3. Be especially cautious with starter templates and reproduction repos
These are prime vectors for this kind of attack. The whole point is that you're expected to clone and use them.
A Note on Responsible Disclosure
I want to address something directly: why am I publishing this?
The maintainers told me this is outside their threat model. They're not going to change the behavior. The documentation already describes how MCP servers work.
But documentation that developers don't read doesn't protect them. A threat model that users don't know about doesn't inform their decisions.
I'm not publishing exploit code. I'm not providing copy-paste payloads for attackers. I'm explaining the risk so that developers can make informed choices about how they use this tool.

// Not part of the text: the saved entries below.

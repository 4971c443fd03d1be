use std::path::Path;

use crate::error::AppError;

pub const REPORT_HEADING: &str = "### 🧾 Final Diagnosis\n\n";

pub fn format_final(diagnosis: &str) -> String {
    format!("{REPORT_HEADING}{diagnosis}")
}

/// Drops characters the persisted report cannot carry instead of failing the
/// analysis: control characters (newlines and tabs excepted), the replacement
/// character, and Unicode noncharacters.
pub fn sanitize(text: &str) -> String {
    text.chars().filter(|&c| is_encodable(c)).collect()
}

fn is_encodable(c: char) -> bool {
    if matches!(c, '\n' | '\r' | '\t') {
        return true;
    }
    if c.is_control() || c == '\u{FFFD}' {
        return false;
    }
    let v = c as u32;
    !((0xFDD0..=0xFDEF).contains(&v) || (v & 0xFFFE) == 0xFFFE)
}

/// Truncating write to the single well-known result path. The previous report
/// is always replaced whole; there is no append path and no locking
/// (single-writer usage).
pub async fn write_report(path: &Path, report: &str) -> Result<(), AppError> {
    if let Some(parent) = path.parent()
        && !parent.as_os_str().is_empty()
    {
        tokio::fs::create_dir_all(parent).await?;
    }
    tokio::fs::write(path, report.as_bytes()).await?;

    tracing::info!(path = %path.display(), bytes = report.len(), "Report persisted");

    Ok(())
}
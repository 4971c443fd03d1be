use axum::{
    Json,
    http::StatusCode,
    response::{IntoResponse, Response},
};
use opentelemetry::trace::TraceContextExt;
use serde_json::json;
use thiserror::Error;
use tracing::Span;
use tracing_opentelemetry::OpenTelemetrySpanExt;

#[derive(Error, Debug)]
pub enum AppError {
    #[error("Validation error: {0}")]
    Validation(String),

    #[error("Not found: {0}")]
    NotFound(String),

    #[error("Conflict: {0}")]
    Conflict(String),

    #[error("LLM error: {0}")]
    Llm(String),

    #[error("Pipeline error: {0}")]
    Pipeline(String),

    #[error("I/O error: {0}")]
    Io(#[from] std::io::Error),
}

fn get_trace_id() -> Option<String> {
    let span = Span::current();
    let context = span.context();
    let span_ref = context.span();
    let span_context = span_ref.span_context();

    if span_context.is_valid() {
        Some(span_context.trace_id().to_string())
    } else {
        None
    }
}

impl IntoResponse for AppError {
    fn into_response(self) -> Response {
        let (status, error_message) = match &self {
            AppError::Validation(msg) => (StatusCode::BAD_REQUEST, msg.clone()),
            AppError::NotFound(msg) => (StatusCode::NOT_FOUND, msg.clone()),
            AppError::Conflict(msg) => (StatusCode::CONFLICT, msg.clone()),
            AppError::Llm(msg) => {
                tracing::error!(error = %msg, "LLM error");
                (StatusCode::INTERNAL_SERVER_ERROR, format!("LLM error: {msg}"))
            }
            AppError::Pipeline(msg) => {
                tracing::error!(error = %msg, "Pipeline error");
                (
                    StatusCode::INTERNAL_SERVER_ERROR,
                    format!("Pipeline error: {msg}"),
                )
            }
            AppError::Io(e) => {
                tracing::error!(error = %e, "I/O error");
                (
                    StatusCode::INTERNAL_SERVER_ERROR,
                    "Internal server error".to_string(),
                )
            }
        };

        let body = if let Some(trace_id) = get_trace_id() {
            json!({
                "error": error_message,
                "status": status.as_u16(),
                "trace_id": trace_id,
            })
        } else {
            json!({
                "error": error_message,
                "status": status.as_u16(),
            })
        };

        (status, Json(body)).into_response()
    }
}

pub type AppResult<T> = Result<T, AppError>;
use axum::{Json, extract::State};
use serde_json::{Value, json};

use crate::AppState;
use crate::error::{AppError, AppResult};
use crate::routes::ShellState;

/// The most recent terminal outcome. Non-terminal states report 404 with the
/// current status so a poller can tell "not yet" from "never uploaded".
pub async fn get_report(State(state): State<AppState>) -> AppResult<Json<Value>> {
    let shell = state.shell.read().await;
    match &*shell {
        ShellState::Complete { filename, analysis } => Ok(Json(json!({
            "status": "complete",
            "filename": filename,
            "analysis": analysis,
        }))),
        ShellState::Failed { filename, error } => Ok(Json(json!({
            "status": "failed",
            "filename": filename,
            "error": error,
        }))),
        other => Err(AppError::NotFound(format!(
            "no diagnosis available (status: {})",
            other.status()
        ))),
    }
}

#[cfg(test)]
mod tests {
    use super::*;
    use crate::pipeline::Analysis;

    #[test]
    fn test_failed_body_shape() {
        let body = json!({
            "status": "failed",
            "filename": "report.txt",
            "error": "LLM error: backend unavailable",
        });
        assert_eq!(body["status"], "failed");
        assert!(body["error"].as_str().unwrap().contains("backend"));
    }

    #[test]
    fn test_analysis_serializes_report_field() {
        let analysis = Analysis {
            report: "### 🧾 Final Diagnosis\n\nCombined: stable".to_string(),
            roles_consulted: vec!["cardiologist", "psychologist", "pulmonologist"],
            duration_ms: 12,
            completed_at: chrono::Utc::now(),
            trace_id: "0".repeat(32),
        };
        let value = serde_json::to_value(&analysis).unwrap();
        assert_eq!(
            value["report"],
            "### 🧾 Final Diagnosis\n\nCombined: stable"
        );
        assert_eq!(value["roles_consulted"].as_array().unwrap().len(), 3);
    }
}
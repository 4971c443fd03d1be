use std::collections::HashMap;
use std::sync::Arc;

use tokio::task::JoinSet;

use crate::config::Config;
use crate::error::AppError;
use crate::llm::LlmClient;

use super::specialist::{self, Role};

/// Consults every specialist concurrently against the same document and joins
/// the results into a role-keyed map.
///
/// Fail-fast: the first specialist error aborts the whole fan-out and partial
/// results are discarded (dropping the `JoinSet` aborts the remaining tasks).
/// On success the map contains exactly the roles in [`Role::ALL`].
#[tracing::instrument(
    name = "pipeline_stage fanout",
    skip(llm_client, config, document),
    fields(
        pipeline.stage = "fanout",
        fanout.specialists = Role::ALL.len(),
    )
)]
pub async fn consult_all(
    llm_client: &Arc<LlmClient>,
    config: &Config,
    document: &str,
) -> Result<HashMap<Role, String>, AppError> {
    let document: Arc<str> = Arc::from(document);

    let mut tasks = JoinSet::new();
    for role in Role::ALL {
        let client = Arc::clone(llm_client);
        let config = config.clone();
        let document = Arc::clone(&document);
        tasks.spawn(async move {
            let text = specialist::consult(&client, &config, role, &document).await?;
            Ok::<(Role, String), AppError>((role, text))
        });
    }

    // Results land keyed by role as tasks finish, so completion order is
    // irrelevant.
    let mut results = HashMap::with_capacity(Role::ALL.len());
    while let Some(joined) = tasks.join_next().await {
        let (role, text) =
            joined.map_err(|e| AppError::Pipeline(format!("specialist task failed: {e}")))??;
        results.insert(role, text);
    }

    if results.len() != Role::ALL.len() {
        return Err(AppError::Pipeline(format!(
            "expected {} specialist results, got {}",
            Role::ALL.len(),
            results.len()
        )));
    }

    Ok(results)
}

#[cfg(test)]
mod tests {
    use super::*;
    use crate::llm::{GenerateRequest, GenerateResponse, Provider};
    use std::time::Duration;

    struct DelayedProvider {
        delays_ms: HashMap<&'static str, u64>,
        fail_stage: Option<&'static str>,
    }

    #[async_trait::async_trait]
    impl Provider for DelayedProvider {
        async fn generate(&self, req: &GenerateRequest) -> anyhow::Result<GenerateResponse> {
            if let Some(delay) = self.delays_ms.get(req.stage.as_str()) {
                tokio::time::sleep(Duration::from_millis(*delay)).await;
            }
            if self.fail_stage == Some(req.stage.as_str()) {
                anyhow::bail!("backend unavailable for {}", req.stage);
            }
            Ok(GenerateResponse {
                content: format!("{} findings", req.stage),
                model: req.model.clone(),
                input_tokens: 1,
                output_tokens: 1,
                cost_usd: 0.0,
                finish_reason: "stop".to_string(),
                provider: String::new(),
            })
        }

        fn name(&self) -> &str {
            "stub"
        }
    }

    fn test_config() -> Config {
        Config {
            port: 0,
            environment: "test".to_string(),
            groq_api_key: "gsk_test".to_string(),
            llm_model: "stub-model".to_string(),
            upload_dir: "uploads".to_string(),
            result_path: "results/final_diagnosis.txt".to_string(),
            otel_service_name: "mediscan".to_string(),
            otel_exporter_endpoint: "http://localhost:4317".to_string(),
            default_temperature: 0.3,
            default_max_tokens: 256,
        }
    }

    fn client_with(provider: DelayedProvider) -> Arc<LlmClient> {
        Arc::new(LlmClient::new(Arc::new(provider)))
    }

    #[tokio::test]
    async fn test_result_set_has_all_roles_regardless_of_completion_order() {
        // Two runs with opposite delay orderings must produce the same key set.
        let orderings: [HashMap<&'static str, u64>; 2] = [
            HashMap::from([("cardiologist", 30), ("psychologist", 5), ("pulmonologist", 15)]),
            HashMap::from([("cardiologist", 5), ("psychologist", 30), ("pulmonologist", 1)]),
        ];

        for delays_ms in orderings {
            let client = client_with(DelayedProvider {
                delays_ms,
                fail_stage: None,
            });
            let results = consult_all(&client, &test_config(), "chest pain")
                .await
                .unwrap();

            assert_eq!(results.len(), 3);
            for role in Role::ALL {
                assert_eq!(
                    results.get(&role).unwrap(),
                    &format!("{} findings", role.as_str())
                );
            }
        }
    }

    #[tokio::test]
    async fn test_single_failure_aborts_fanout() {
        let client = client_with(DelayedProvider {
            delays_ms: HashMap::from([("cardiologist", 20), ("pulmonologist", 20)]),
            fail_stage: Some("psychologist"),
        });

        let err = consult_all(&client, &test_config(), "chest pain")
            .await
            .unwrap_err();
        assert!(matches!(err, AppError::Llm(_)));
        assert!(err.to_string().contains("psychologist"));
    }

    #[tokio::test]
    async fn test_same_document_reaches_every_specialist() {
        struct CapturingProvider {
            prompts: std::sync::Mutex<Vec<String>>,
        }

        #[async_trait::async_trait]
        impl Provider for CapturingProvider {
            async fn generate(&self, req: &GenerateRequest) -> anyhow::Result<GenerateResponse> {
                self.prompts.lock().unwrap().push(req.prompt.clone());
                Ok(GenerateResponse {
                    content: "ok".to_string(),
                    model: req.model.clone(),
                    input_tokens: 1,
                    output_tokens: 1,
                    cost_usd: 0.0,
                    finish_reason: "stop".to_string(),
                    provider: String::new(),
                })
            }

            fn name(&self) -> &str {
                "stub"
            }
        }

        let provider = Arc::new(CapturingProvider {
            prompts: std::sync::Mutex::new(Vec::new()),
        });
        let client = Arc::new(LlmClient::new(provider.clone()));

        consult_all(&client, &test_config(), "unique document text")
            .await
            .unwrap();

        let prompts = provider.prompts.lock().unwrap();
        assert_eq!(prompts.len(), 3);
        for prompt in prompts.iter() {
            assert!(prompt.contains("unique document text"));
        }
    }
}
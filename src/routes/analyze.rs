use axum::{Json, extract::State};
use serde_json::{Value, json};

use crate::AppState;
use crate::error::{AppError, AppResult};
use crate::pipeline::run_analysis;
use crate::routes::ShellState;

/// Runs the full analysis for the currently uploaded report. Only the
/// `Uploaded` state may enter `Analyzing`; the lock is released while the
/// pipeline runs so status stays readable.
pub async fn analyze_report(State(state): State<AppState>) -> AppResult<Json<Value>> {
    let (filename, document) = {
        let mut shell = state.shell.write().await;
        match &*shell {
            ShellState::Uploaded { filename, document } => {
                let taken = (filename.clone(), document.clone());
                *shell = ShellState::Analyzing {
                    filename: taken.0.clone(),
                };
                taken
            }
            ShellState::Analyzing { .. } => {
                return Err(AppError::Conflict("an analysis is already running".into()));
            }
            _ => {
                return Err(AppError::Conflict(
                    "no uploaded report to analyze; upload a file first".into(),
                ));
            }
        }
    };

    tracing::info!(filename = %filename, "Analysis started");

    match run_analysis(&state.llm_client, &state.config, &document).await {
        Ok(analysis) => {
            let body = json!({
                "status": "complete",
                "filename": &filename,
                "analysis": &analysis,
            });
            let mut shell = state.shell.write().await;
            *shell = ShellState::Complete { filename, analysis };
            Ok(Json(body))
        }
        Err(err) => {
            let mut shell = state.shell.write().await;
            *shell = ShellState::Failed {
                filename,
                error: err.to_string(),
            };
            Err(err)
        }
    }
}
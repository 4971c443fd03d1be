pub mod fanout;
pub mod orchestrator;
pub mod report;
pub mod specialist;
pub mod synthesize;

pub use orchestrator::{Analysis, run_analysis};
pub use specialist::Role;
pub mod analyze;
pub mod health;
pub mod report;
pub mod upload;

use crate::pipeline::Analysis;

/// Lifecycle of the single tracked analysis request:
/// `Idle → Uploaded → Analyzing → {Complete | Failed}`.
///
/// `Analyzing` is entered only on an explicit analyze call; the terminal
/// states keep the most recent outcome until the next upload replaces it.
#[derive(Debug, Clone, Default)]
pub enum ShellState {
    #[default]
    Idle,
    Uploaded {
        filename: String,
        document: String,
    },
    Analyzing {
        filename: String,
    },
    Complete {
        filename: String,
        analysis: Analysis,
    },
    Failed {
        filename: String,
        error: String,
    },
}

impl ShellState {
    pub fn status(&self) -> &'static str {
        match self {
            ShellState::Idle => "idle",
            ShellState::Uploaded { .. } => "uploaded",
            ShellState::Analyzing { .. } => "analyzing",
            ShellState::Complete { .. } => "complete",
            ShellState::Failed { .. } => "failed",
        }
    }
}
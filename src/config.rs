use std::env;

#[derive(Debug, Clone)]
pub struct Config {
    pub port: u16,
    pub environment: String,
    pub groq_api_key: String,
    pub llm_model: String,
    pub upload_dir: String,
    pub result_path: String,
    pub otel_service_name: String,
    pub otel_exporter_endpoint: String,
    pub default_temperature: f64,
    pub default_max_tokens: u32,
}

impl Config {
    pub fn from_env() -> Self {
        dotenvy::dotenv().ok();

        Self {
            port: env::var("APP_PORT")
                .unwrap_or_else(|_| "8080".to_string())
                .parse()
                .expect("APP_PORT must be a number"),
            environment: env::var("MEDISCAN_ENVIRONMENT")
                .unwrap_or_else(|_| "development".to_string()),
            // Every LLM call needs the credential, so a missing key is fatal
            // before any request handling starts.
            groq_api_key: env::var("GROQ_API_KEY").expect("GROQ_API_KEY must be set"),
            llm_model: env::var("LLM_MODEL")
                .unwrap_or_else(|_| "llama-3.3-70b-versatile".to_string()),
            upload_dir: env::var("UPLOAD_DIR").unwrap_or_else(|_| "uploads".to_string()),
            result_path: env::var("RESULT_PATH")
                .unwrap_or_else(|_| "results/final_diagnosis.txt".to_string()),
            otel_service_name: env::var("OTEL_SERVICE_NAME")
                .unwrap_or_else(|_| "mediscan".to_string()),
            otel_exporter_endpoint: env::var("OTEL_EXPORTER_OTLP_ENDPOINT")
                .unwrap_or_else(|_| "http://localhost:4317".to_string()),
            default_temperature: env::var("DEFAULT_TEMPERATURE")
                .unwrap_or_else(|_| "0.3".to_string())
                .parse()
                .expect("DEFAULT_TEMPERATURE must be a number"),
            default_max_tokens: env::var("DEFAULT_MAX_TOKENS")
                .unwrap_or_else(|_| "4096".to_string())
                .parse()
                .expect("DEFAULT_MAX_TOKENS must be a number"),
        }
    }

    pub fn is_production(&self) -> bool {
        self.environment == "production"
    }
}
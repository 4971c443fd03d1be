use std::collections::HashMap;
use std::sync::LazyLock;

#[derive(Debug, Clone, Copy)]
pub struct PriceEntry {
    /// USD per million input tokens.
    pub input: f64,
    /// USD per million output tokens.
    pub output: f64,
}

// Groq list prices. Unknown models cost $0.00 rather than failing the call.
pub static PRICING: LazyLock<HashMap<&'static str, PriceEntry>> = LazyLock::new(|| {
    HashMap::from([
        (
            "llama-3.3-70b-versatile",
            PriceEntry {
                input: 0.59,
                output: 0.79,
            },
        ),
        (
            "llama-3.1-8b-instant",
            PriceEntry {
                input: 0.05,
                output: 0.08,
            },
        ),
        (
            "openai/gpt-oss-120b",
            PriceEntry {
                input: 0.15,
                output: 0.60,
            },
        ),
    ])
});

pub fn calculate_cost(model: &str, input_tokens: u32, output_tokens: u32) -> f64 {
    match PRICING.get(model) {
        Some(entry) => {
            (f64::from(input_tokens) * entry.input / 1_000_000.0)
                + (f64::from(output_tokens) * entry.output / 1_000_000.0)
        }
        None => 0.0,
    }
}

pub const PROVIDER_SERVER: &str = "api.groq.com";
pub const PROVIDER_PORT: i64 = 443;
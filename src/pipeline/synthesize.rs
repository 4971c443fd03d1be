use std::collections::HashMap;

use crate::config::Config;
use crate::error::AppError;
use crate::llm::{GenerateRequest, LlmClient};

use super::specialist::Role;

const SYNTH_SYSTEM: &str =
    "You are a multidisciplinary team of physicians reconciling independent \
    specialist assessments of one patient. Integrate the three perspectives into \
    a single coherent diagnosis: identify agreements and conflicts, the most \
    likely health issues, and concrete recommended next steps. Respond in \
    Markdown.";

/// One request that reconciles the three specialist texts into a single
/// diagnosis. Requires a complete result set; a missing role is a pipeline bug
/// and is rejected before any network call.
#[tracing::instrument(
    name = "pipeline_stage synthesize",
    skip(llm_client, config, results),
    fields(
        pipeline.stage = "synthesize",
        synthesize.response_chars,
    )
)]
pub async fn synthesize(
    llm_client: &LlmClient,
    config: &Config,
    results: &HashMap<Role, String>,
) -> Result<String, AppError> {
    let mut sections = Vec::with_capacity(Role::ALL.len());
    for role in Role::ALL {
        let text = results.get(&role).ok_or_else(|| {
            AppError::Pipeline(format!("missing {} result before synthesis", role.as_str()))
        })?;
        sections.push(format!("## {} report\n{text}", capitalize(role.as_str())));
    }

    let prompt = format!(
        "Independent specialist assessments of the same patient:\n\n{}\n\n\
        Provide the team's integrated final diagnosis.",
        sections.join("\n\n")
    );

    let resp = llm_client
        .generate(&GenerateRequest {
            model: config.llm_model.clone(),
            system: SYNTH_SYSTEM.to_string(),
            prompt,
            temperature: config.default_temperature as f32,
            max_tokens: config.default_max_tokens,
            stage: "synthesize".to_string(),
        })
        .await
        .map_err(|e| AppError::Llm(e.to_string()))?;

    let span = tracing::Span::current();
    span.record("synthesize.response_chars", resp.content.chars().count());

    Ok(resp.content)
}

fn capitalize(s: &str) -> String {
    let mut chars = s.chars();
    match chars.next() {
        Some(first) => first.to_uppercase().collect::<String>() + chars.as_str(),
        None => String::new(),
    }
}

#[cfg(test)]
mod tests {
    use super::*;
    use crate::llm::{GenerateResponse, Provider};
    use std::sync::{Arc, Mutex};

    struct CapturingProvider {
        requests: Mutex<Vec<GenerateRequest>>,
    }

    #[async_trait::async_trait]
    impl Provider for CapturingProvider {
        async fn generate(&self, req: &GenerateRequest) -> anyhow::Result<GenerateResponse> {
            self.requests.lock().unwrap().push(req.clone());
            Ok(GenerateResponse {
                content: "integrated diagnosis".to_string(),
                model: req.model.clone(),
                input_tokens: 1,
                output_tokens: 1,
                cost_usd: 0.0,
                finish_reason: "stop".to_string(),
                provider: String::new(),
            })
        }

        fn name(&self) -> &str {
            "stub"
        }
    }

    fn test_config() -> Config {
        Config {
            port: 0,
            environment: "test".to_string(),
            groq_api_key: "gsk_test".to_string(),
            llm_model: "stub-model".to_string(),
            upload_dir: "uploads".to_string(),
            result_path: "results/final_diagnosis.txt".to_string(),
            otel_service_name: "mediscan".to_string(),
            otel_exporter_endpoint: "http://localhost:4317".to_string(),
            default_temperature: 0.3,
            default_max_tokens: 256,
        }
    }

    fn complete_results() -> HashMap<Role, String> {
        HashMap::from([
            (Role::Cardiologist, "cardiac findings".to_string()),
            (Role::Psychologist, "psychological findings".to_string()),
            (Role::Pulmonologist, "respiratory findings".to_string()),
        ])
    }

    #[tokio::test]
    async fn test_prompt_includes_all_three_reports_once() {
        let provider = Arc::new(CapturingProvider {
            requests: Mutex::new(Vec::new()),
        });
        let client = LlmClient::new(provider.clone());

        let out = synthesize(&client, &test_config(), &complete_results())
            .await
            .unwrap();
        assert_eq!(out, "integrated diagnosis");

        let requests = provider.requests.lock().unwrap();
        assert_eq!(requests.len(), 1, "exactly one synthesizer call");

        let prompt = &requests[0].prompt;
        for text in [
            "cardiac findings",
            "psychological findings",
            "respiratory findings",
        ] {
            assert_eq!(prompt.matches(text).count(), 1, "{text} appears once");
        }
    }

    #[tokio::test]
    async fn test_incomplete_result_set_is_rejected_before_any_call() {
        let provider = Arc::new(CapturingProvider {
            requests: Mutex::new(Vec::new()),
        });
        let client = LlmClient::new(provider.clone());

        let mut results = complete_results();
        results.remove(&Role::Psychologist);

        let err = synthesize(&client, &test_config(), &results)
            .await
            .unwrap_err();
        assert!(matches!(err, AppError::Pipeline(_)));
        assert!(provider.requests.lock().unwrap().is_empty());
    }

    #[test]
    fn test_capitalize() {
        assert_eq!(capitalize("cardiologist"), "Cardiologist");
        assert_eq!(capitalize(""), "");
    }
}
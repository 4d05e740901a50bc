use std::collections::HashSet;

use tracing::debug;

use crate::cell::Cell;
use crate::cell::CellBounds;
use crate::cell::bias;
use crate::quadtree::Rect;
use crate::quadtree::SpatialIndex;
use crate::rule_set::B3S23;
use crate::rule_set::RuleSet;

type CellIndex = SpatialIndex<Cell, CellBounds>;

/// Sparse Life on the whole `u64 x u64` plane.
///
/// Only live cells are stored. A cell being in `live` and a cell being alive are the same
/// thing.
#[derive(Debug)]
pub struct LifeEngine {
    live: CellIndex,

    /// Cells born during the step in progress. Empty between steps.
    births: CellIndex,

    rules: RuleSet,

    generation: u64,
}

impl LifeEngine {
    /// Build a world from logical coordinates under Conway's rules.
    pub fn new<I>(initial: I) -> Self
    where
        I: IntoIterator<Item = (i64, i64)>,
    {
        Self::with_rules(initial, B3S23)
    }

    pub fn with_rules<I>(initial: I, rules: RuleSet) -> Self
    where
        I: IntoIterator<Item = (i64, i64)>,
    {
        let mut engine = LifeEngine {
            live: SpatialIndex::new(Rect::plane(), CellBounds),
            births: SpatialIndex::new(Rect::plane(), CellBounds),
            rules,
            generation: 0,
        };

        for (x, y) in initial {
            let cell = Cell::alive(bias(x), bias(y));

            if engine.live.contains(&cell) || !engine.live.insert(cell) {
                debug!(x, y, "dropping initial cell");
            }
        }

        engine
    }

    pub fn rules(&self) -> RuleSet {
        self.rules
    }

    /// Number of steps taken so far.
    pub fn generation(&self) -> u64 {
        self.generation
    }

    pub fn population(&self) -> usize {
        self.live.len()
    }

    /// The live cells, in no particular order.
    pub fn cells(&self) -> impl Iterator<Item = &Cell> {
        self.live.objects()
    }

    pub fn is_alive(&self, x: u64, y: u64) -> bool {
        self.live.contains(&Cell::probe(x, y))
    }

    /// Flip the cell at `(x, y)`, given in biased coordinates. Returns whether it is now
    /// alive.
    pub fn toggle_point(&mut self, x: u64, y: u64) -> bool {
        let probe = Cell::probe(x, y);

        if self.live.remove(&probe) {
            false
        } else {
            self.live.insert(Cell::alive(x, y))
        }
    }

    /// Live Moore neighbours of `cell`, read from the current generation only.
    fn live_neighbors(&self, cell: &Cell) -> usize {
        self.live
            .overlapping(cell)
            .filter(|other| other.alive && cell.is_neighbor(other))
            .count()
    }

    /// Advance one generation.
    ///
    /// Every count is taken against generation N; deaths and births are only applied once
    /// the whole population has been visited.
    pub fn simulate(&mut self) {
        let mut deaths = Vec::new();
        let mut seen = HashSet::new();

        for cell in self.live.objects() {
            if !self.rules.survives(self.live_neighbors(cell)) {
                deaths.push(*cell);
            }

            for candidate in cell.neighbors() {
                if !seen.insert(candidate.key()) || self.live.contains(&candidate) {
                    continue;
                }

                if self.rules.is_born(self.live_neighbors(&candidate)) {
                    self.births.insert(Cell::alive(candidate.x, candidate.y));
                }
            }
        }

        let died = self.live.remove_range(deaths.iter());
        let born = self.live.insert_range(self.births.objects().copied());
        self.births.clear();

        self.generation += 1;

        debug!(
            generation = self.generation,
            population = self.live.len(),
            born,
            died,
            "step"
        );
    }

    /// Run `n` steps.
    pub fn advance(&mut self, n: usize) {
        for _ in 0..n {
            self.simulate();
        }
    }
}
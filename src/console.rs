//! Reads starting cells typed at a terminal, one `(X,Y)` pair per line.

use std::io::BufRead;

use thiserror::Error;
use tracing::warn;

use crate::parse_util;
use crate::parse_util::ParseError;

#[derive(Debug, Error, PartialEq, Eq)]
pub enum ConsoleError {
    #[error("Invalid x coordinate: {0}")]
    X(ParseError),

    #[error("Invalid y coordinate: {0}")]
    Y(ParseError),

    #[error("Malformed pair: {0}")]
    Shape(#[from] ParseError),

    #[error("Trailing input after pair: \"{rest}\"")]
    Trailing { rest: String },
}

/// What a single line of console input means.
#[derive(Debug, PartialEq, Eq)]
pub enum Line {
    Cell(i64, i64),

    /// A blank line or one starting with `d`, as in "done".
    End,
}

/// Parse one line. Whitespace anywhere in the line is ignored.
pub fn parse_line(line: &str) -> Result<Line, ConsoleError> {
    let bytes: Vec<u8> = line.bytes().filter(|b| !b.is_ascii_whitespace()).collect();

    match parse_util::peek_1(&bytes) {
        None | Some(b'd' | b'D') => Ok(Line::End),
        Some(_) => {
            let (x, y) = parse_coordinate(&bytes)?;

            Ok(Line::Cell(x, y))
        }
    }
}

/// Parse `(X,Y)` with no surrounding whitespace.
pub fn parse_coordinate(bytes: &[u8]) -> Result<(i64, i64), ConsoleError> {
    let bytes = parse_util::expect(b'(', bytes)?;
    let (x, bytes) = parse_util::take_number(bytes).map_err(ConsoleError::X)?;
    let bytes = parse_util::expect(b',', bytes)?;
    let (y, bytes) = parse_util::take_number(bytes).map_err(ConsoleError::Y)?;
    let bytes = parse_util::expect(b')', bytes)?;

    if !bytes.is_empty() {
        return Err(ConsoleError::Trailing {
            rest: String::from_utf8_lossy(bytes).to_string(),
        });
    }

    Ok((x, y))
}

/// Read pairs until an end line or the end of input. Malformed lines are skipped.
pub fn read_coordinates<R: BufRead>(reader: R) -> std::io::Result<Vec<(i64, i64)>> {
    let mut cells = Vec::new();

    for (i, line) in reader.lines().enumerate() {
        let line = line?;

        match parse_line(&line) {
            Ok(Line::Cell(x, y)) => cells.push((x, y)),
            Ok(Line::End) => break,
            Err(e) => warn!(number = i + 1, "Skipping \"{}\": {}", line, e),
        }
    }

    Ok(cells)
}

If you're an OpenCode user, you now know something important: repository configuration can run code on your machine. That's the point of this post.
Looking Forward
I think there's a broader lesson here for all of us building and using AI coding tools.
These tools are powerful. They need to be. An AI assistant that can't run commands or modify files isn't very useful. But that power comes with risks that aren't always obvious.
As this ecosystem matures, I hope we'll see more tooling develop around:
- Workspace trust gates (like VS Code has for tasks.json)
- Clear separation between "data config" and "executable config"
- Better user education about what these tools can do
Until then, stay curious, but stay careful.
Questions or need verification details? Contact me at x.com/pachilo
Technical Details
- Affected version: OpenCode 1.1.25
- Vulnerability type: Arbitrary command execution via configuration
- CVSS: High
- CWE: CWE-78 (OS Command Injection)
This post is published for community awareness after responsible disclosure to the maintainers.